People with obesity and prediabetes who eat most of their meals within the first eight hours of the day may be able to lower their blood sugar levels even if they don’t lose weight, a small study suggests.

For the two-week study, researchers examined how the timing of meals impacted blood sugar in 10 participants with obesity and prediabetes, a condition that’s diagnosed when people have blood sugar that’s slightly elevated but not high enough to become full-blown type 2 diabetes.

All of the participants spent one of the weeks following their usual eating pattern, with half of their daily calories consumed after 4 p.m., and the other week doing a type of intermittent fasting known as early time-restricted eating where they ate 80 percent of their calories before 1 p.m.

Each participant received prepared meals with enough calories for them to maintain their current weight, and they all wore continuous blood sugar monitors throughout the study.

During the week of early time-restricted eating, participants had significantly less time when their blood sugar climbed above a healthy range than they did during the week when their meal timing was designed to mimic their usual eating habits, according to study results presented at the Endocrine Society’s annual meeting.

“This type of feeding, through its effect on blood sugar, may prevent those with prediabetes or obesity from progressing to type 2 diabetes,” lead study author Joanne Bruno, MD, PhD, an endocrinology fellow at New York University Langone Health in New York City, said in a statement.

Why Is Prediabetes a Concern and How Can You Prevent It?

Roughly 1 in 3 American adults have prediabetes, according to the Centers for Disease Control and Prevention (CDC). The condition is more common among people with obesity and among individuals who are 45 or older.

Regular physical activity and modest weight loss can both help prevent prediabetes and keep it from progressing, says the CDC. For a 200-pound person, losing 10 pounds (5 percent of their body weight) may help lower the risk.
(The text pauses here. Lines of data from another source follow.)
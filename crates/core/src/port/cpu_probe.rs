// CPU utilization port
// reason: async-trait, sampling waits for the measurement window
use async_trait::async_trait;
use std::time::Duration;
use thiserror::Error;

#[derive(Error, Debug, Clone, PartialEq, Eq)]
pub enum ProbeError {
    #[error("CPU statistics unavailable: {0}")]
    Unavailable(String),
}

/// Measures global CPU utilization
#[async_trait]
pub trait CpuProbe: Send + Sync {
    /// Measure utilization over `window`
    ///
    /// # Returns
    /// Percentage in [0, 100]
    ///
    /// # Errors
    /// - ProbeError::Unavailable if the platform gives no usable counters
    async fn sample(&self, window: Duration) -> Result<f32, ProbeError>;
}

// ============================================================================
// Mock Implementations for Testing
// ============================================================================

pub mod mocks {
    use super::*;
    use std::collections::VecDeque;
    use std::sync::Mutex;

    /// Replays a fixed sequence of results, then keeps failing
    pub struct FixedCpuProbe {
        results: Mutex<VecDeque<Result<f32, ProbeError>>>,
    }

    impl FixedCpuProbe {
        pub fn new(results: Vec<Result<f32, ProbeError>>) -> Self {
            Self {
                results: Mutex::new(results.into()),
            }
        }
    }

    #[async_trait]
    impl CpuProbe for FixedCpuProbe {
        async fn sample(&self, _window: Duration) -> Result<f32, ProbeError> {
            self.results
                .lock()
                .unwrap()
                .pop_front()
                .unwrap_or_else(|| Err(ProbeError::Unavailable("exhausted".to_string())))
        }
    }
}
So can getting at least 150 minutes a week of brisk walking, or about a half hour a day, five days a week, the CDC recommends.
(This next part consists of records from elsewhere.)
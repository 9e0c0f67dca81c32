// Port Layer - Interfaces for external dependencies

pub mod control_channel;
pub mod cpu_probe;
pub mod id_provider; // For deterministic testing
pub mod process_launcher;
pub mod time_provider;

// Re-exports
pub use control_channel::ControlChannel;
pub use cpu_probe::{CpuProbe, ProbeError};
pub use id_provider::IdProvider;
pub use process_launcher::{LaunchError, ProcessEvents, ProcessHandle, ProcessLauncher};
pub use time_provider::TimeProvider;
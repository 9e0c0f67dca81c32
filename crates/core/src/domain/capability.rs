// Capability reading and stats response

use serde::{Deserialize, Serialize};

/// Reported before the first successful sample.
///
/// Deliberately outside [0, 100] so the orchestrator never reads startup
/// latency as an idle worker.
pub const CPU_UNMEASURED: f64 = 9999.0;

/// Latest CPU utilization percentage
#[derive(Debug, Clone, Copy, PartialEq)]
pub struct CpuReading(f64);

impl CpuReading {
    pub fn unmeasured() -> Self {
        Self(CPU_UNMEASURED)
    }

    /// Round to two decimals and clamp into [0, 100]
    pub fn measured(percent: f32) -> Self {
        let clamped = f64::from(percent).clamp(0.0, 100.0);
        Self((clamped * 100.0).round() / 100.0)
    }

    pub fn is_measured(&self) -> bool {
        self.0 != CPU_UNMEASURED
    }

    pub fn percent(&self) -> f64 {
        self.0
    }
}

impl Default for CpuReading {
    fn default() -> Self {
        Self::unmeasured()
    }
}

/// worker.stats acknowledgement
#[derive(Debug, Clone, Copy, PartialEq, Serialize, Deserialize)]
pub struct WorkerStats {
    pub cpu: f64,
    pub tasks: usize,
}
As for intermittent fasting, researchers like the ones behind the NYU study are investigating its varying impacts on obesity and prediabetes, and whether any particular time-restricting strategies do the most to improve health for individuals with these conditions.

When people see blood sugar improvements with intermittent fasting, it’s usually because they lose weight and what’s known as visceral fat — belly fat that can accumulate around organs like the stomach, liver, and intestines — says Krista Varady, PhD, a nutrition professor at the University of Illinois in Chicago, who wasn’t involved in the NYU study.
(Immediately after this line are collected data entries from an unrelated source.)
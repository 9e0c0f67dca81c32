// ID Provider Port (for deterministic testing)

/// ID provider interface (allows deterministic worker IDs in tests)
pub trait IdProvider: Send + Sync {
    /// Generate a new unique ID
    fn generate_id(&self) -> String;
}

/// UUID v4 provider (production)
pub struct UuidProvider;

impl IdProvider for UuidProvider {
    fn generate_id(&self) -> String {
        uuid::Uuid::new_v4().to_string()
    }
}

pub mod mocks {
    use super::*;
    use std::sync::atomic::{AtomicU64, Ordering};

    /// Yields `<prefix>-1`, `<prefix>-2`, ...
    pub struct SequenceIdProvider {
        prefix: String,
        counter: AtomicU64,
    }

    impl SequenceIdProvider {
        pub fn new(prefix: impl Into<String>) -> Self {
            Self {
                prefix: prefix.into(),
                counter: AtomicU64::new(1),
            }
        }
    }

    impl IdProvider for SequenceIdProvider {
        fn generate_id(&self) -> String {
            let n = self.counter.fetch_add(1, Ordering::SeqCst);
            format!("{}-{}", self.prefix, n)
        }
    }
}
//! Process-wide exit paths: termination signals and panics

use tracing::error;

/// A termination signal that ended the worker
#[derive(Debug, Clone, Copy, PartialEq, Eq)]
pub struct TerminationSignal {
    pub name: &'static str,
    /// Also the process exit code
    pub number: i32,
}

#[cfg(unix)]
mod platform {
    use super::TerminationSignal;
    use nix::sys::signal::Signal;
    use tokio::signal::unix::{signal, SignalKind};

    /// Handlers for SIGINT, SIGTERM, SIGHUP and SIGQUIT
    pub struct SignalListener {
        interrupt: tokio::signal::unix::Signal,
        terminate: tokio::signal::unix::Signal,
        hangup: tokio::signal::unix::Signal,
        quit: tokio::signal::unix::Signal,
    }

    impl SignalListener {
        /// Replace the default handlers. Must run inside the runtime.
        pub fn install() -> std::io::Result<Self> {
            Ok(Self {
                interrupt: signal(SignalKind::interrupt())?,
                terminate: signal(SignalKind::terminate())?,
                hangup: signal(SignalKind::hangup())?,
                quit: signal(SignalKind::quit())?,
            })
        }

        pub async fn recv(&mut self) -> TerminationSignal {
            let sig = tokio::select! {
                _ = self.interrupt.recv() => Signal::SIGINT,
                _ = self.terminate.recv() => Signal::SIGTERM,
                _ = self.hangup.recv() => Signal::SIGHUP,
                _ = self.quit.recv() => Signal::SIGQUIT,
            };
            TerminationSignal {
                name: sig.as_str(),
                number: sig as i32,
            }
        }
    }
}

#[cfg(not(unix))]
mod platform {
    use super::TerminationSignal;

    /// Ctrl+C only
    pub struct SignalListener;

    impl SignalListener {
        pub fn install() -> std::io::Result<Self> {
            Ok(Self)
        }

        pub async fn recv(&mut self) -> TerminationSignal {
            let _ = tokio::signal::ctrl_c().await;
            TerminationSignal {
                name: "SIGINT",
                number: 2,
            }
        }
    }
}

pub use platform::SignalListener;

/// Log unhandled panics and exit with code 1
pub fn install_panic_hook() {
    std::panic::set_hook(Box::new(|info| {
        error!(fault = %info, "Unhandled fault, worker exiting");
        crate::telemetry::flush();
        std::process::exit(1);
    }));
}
“Losing weight has a downstream effect of improving cholesterol levels, blood pressure, and blood sugar regulation,” Dr. Varady says.

The new study was too small and too brief to draw broad conclusions about whether early time-restricted eating might also help reverse prediabetes or stop it from progressing to type 2 diabetes, Varady adds. And more research is also needed to see if it’s possible that this type of intermittent fasting might help lower blood sugar even if people don’t lose weight, she says.

Is Early Time-Restricted Eating Worth a Try?

While there’s no harm in trying intermittent fasting for most people with obesity who don’t have other medical conditions, people who already have type 2 diabetes shouldn’t eat this way without consulting a doctor first, Varady advises. It’s also not a good idea for children under 12, people over 70, or individuals who are underweight or have eating disorders to eat this way.

Even when people do try intermittent fasting, the early time-restricted eating pattern used in the study might be hard for a lot of people to manage, Varady says.

“Most people prioritize eating meals in the evening with their families and friends,” Varady says. “So, I don’t think most Americans will adopt early eating patterns as it would make it too difficult to socialize.”